**TASK ITEM**
Every line from the one with "pub struct TempRasterDir" to the end of the entries, both included, is to be copied exactly; the other lines stay out.

**Collected data entries**
○ ○ ○ ○

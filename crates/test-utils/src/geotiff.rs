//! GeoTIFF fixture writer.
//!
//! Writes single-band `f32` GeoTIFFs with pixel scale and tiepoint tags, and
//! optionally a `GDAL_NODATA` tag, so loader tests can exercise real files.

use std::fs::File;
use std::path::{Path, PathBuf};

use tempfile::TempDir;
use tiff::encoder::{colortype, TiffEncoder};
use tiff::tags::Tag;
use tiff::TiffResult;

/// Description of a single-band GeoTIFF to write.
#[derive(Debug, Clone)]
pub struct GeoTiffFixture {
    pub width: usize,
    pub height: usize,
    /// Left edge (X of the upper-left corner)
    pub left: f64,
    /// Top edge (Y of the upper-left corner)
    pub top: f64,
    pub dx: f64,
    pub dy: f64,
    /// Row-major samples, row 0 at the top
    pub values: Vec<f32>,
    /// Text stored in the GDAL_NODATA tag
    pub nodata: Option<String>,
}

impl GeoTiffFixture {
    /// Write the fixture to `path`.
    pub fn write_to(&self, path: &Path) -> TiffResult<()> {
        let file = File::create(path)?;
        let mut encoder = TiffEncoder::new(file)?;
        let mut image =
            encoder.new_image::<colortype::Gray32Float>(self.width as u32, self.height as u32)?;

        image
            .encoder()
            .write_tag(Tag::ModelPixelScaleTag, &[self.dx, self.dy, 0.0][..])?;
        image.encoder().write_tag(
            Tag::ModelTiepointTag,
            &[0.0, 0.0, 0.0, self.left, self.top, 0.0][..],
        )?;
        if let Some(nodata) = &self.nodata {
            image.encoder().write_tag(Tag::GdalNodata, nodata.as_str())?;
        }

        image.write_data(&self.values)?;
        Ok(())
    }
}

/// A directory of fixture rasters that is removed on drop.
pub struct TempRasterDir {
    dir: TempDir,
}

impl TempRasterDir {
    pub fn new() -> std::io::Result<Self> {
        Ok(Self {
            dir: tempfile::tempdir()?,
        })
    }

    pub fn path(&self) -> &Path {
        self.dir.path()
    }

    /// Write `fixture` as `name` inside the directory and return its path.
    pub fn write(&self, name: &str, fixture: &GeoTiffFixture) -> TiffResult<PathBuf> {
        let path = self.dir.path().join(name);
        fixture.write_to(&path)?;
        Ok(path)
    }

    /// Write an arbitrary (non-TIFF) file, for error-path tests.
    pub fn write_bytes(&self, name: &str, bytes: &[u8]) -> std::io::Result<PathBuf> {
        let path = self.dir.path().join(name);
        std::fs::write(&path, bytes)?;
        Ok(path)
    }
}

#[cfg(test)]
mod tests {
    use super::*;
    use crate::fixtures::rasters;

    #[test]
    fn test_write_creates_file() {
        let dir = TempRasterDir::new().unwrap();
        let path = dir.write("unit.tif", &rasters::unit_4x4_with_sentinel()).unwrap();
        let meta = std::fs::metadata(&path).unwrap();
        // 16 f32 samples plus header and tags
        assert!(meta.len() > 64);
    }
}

○ ○ ○ ○

**YOUR SOLUTION**
pub struct TempRasterDir {
    dir: TempDir,
}

impl TempRasterDir {
    pub fn new() -> std::io::Result<Self> {
        Ok(Self {
            dir: tempfile::tempdir()?,
        })
    }

    pub fn path(&self) -> &Path {
        self.dir.path()
    }

    /// Write `fixture` as `name` inside the directory and return its path.
    pub fn write(&self, name: &str, fixture: &GeoTiffFixture) -> TiffResult<PathBuf> {
        let path = self.dir.path().join(name);
        fixture.write_to(&path)?;
        Ok(path)
    }

    /// Write an arbitrary (non-TIFF) file, for error-path tests.
    pub fn write_bytes(&self, name: &str, bytes: &[u8]) -> std::io::Result<PathBuf> {
        let path = self.dir.path().join(name);
        std::fs::write(&path, bytes)?;
        Ok(path)
    }
}

#[cfg(test)]
mod tests {
    use super::*;
    use crate::fixtures::rasters;

    #[test]
    fn test_write_creates_file() {
        let dir = TempRasterDir::new().unwrap();
        let path = dir.write("unit.tif", &rasters::unit_4x4_with_sentinel()).unwrap();
        let meta = std::fs::metadata(&path).unwrap();
        // 16 f32 samples plus header and tags
        assert!(meta.len() > 64);
    }
}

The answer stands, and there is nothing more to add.